Dataset excerpt:

◆ ◆ ◆ ◆ ◆ ◆ ◆

//! Domain: element descriptors, content registry and the wall catalog.

pub mod elements;
pub mod content;
pub mod walls;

◆ ◆ ◆ ◆ ◆ ◆ ◆

Task to carry out:
Could you please repeat the data exactly as given?

Your response:
//! Domain: element descriptors, content registry and the wall catalog.

pub mod elements;
pub mod content;
pub mod walls;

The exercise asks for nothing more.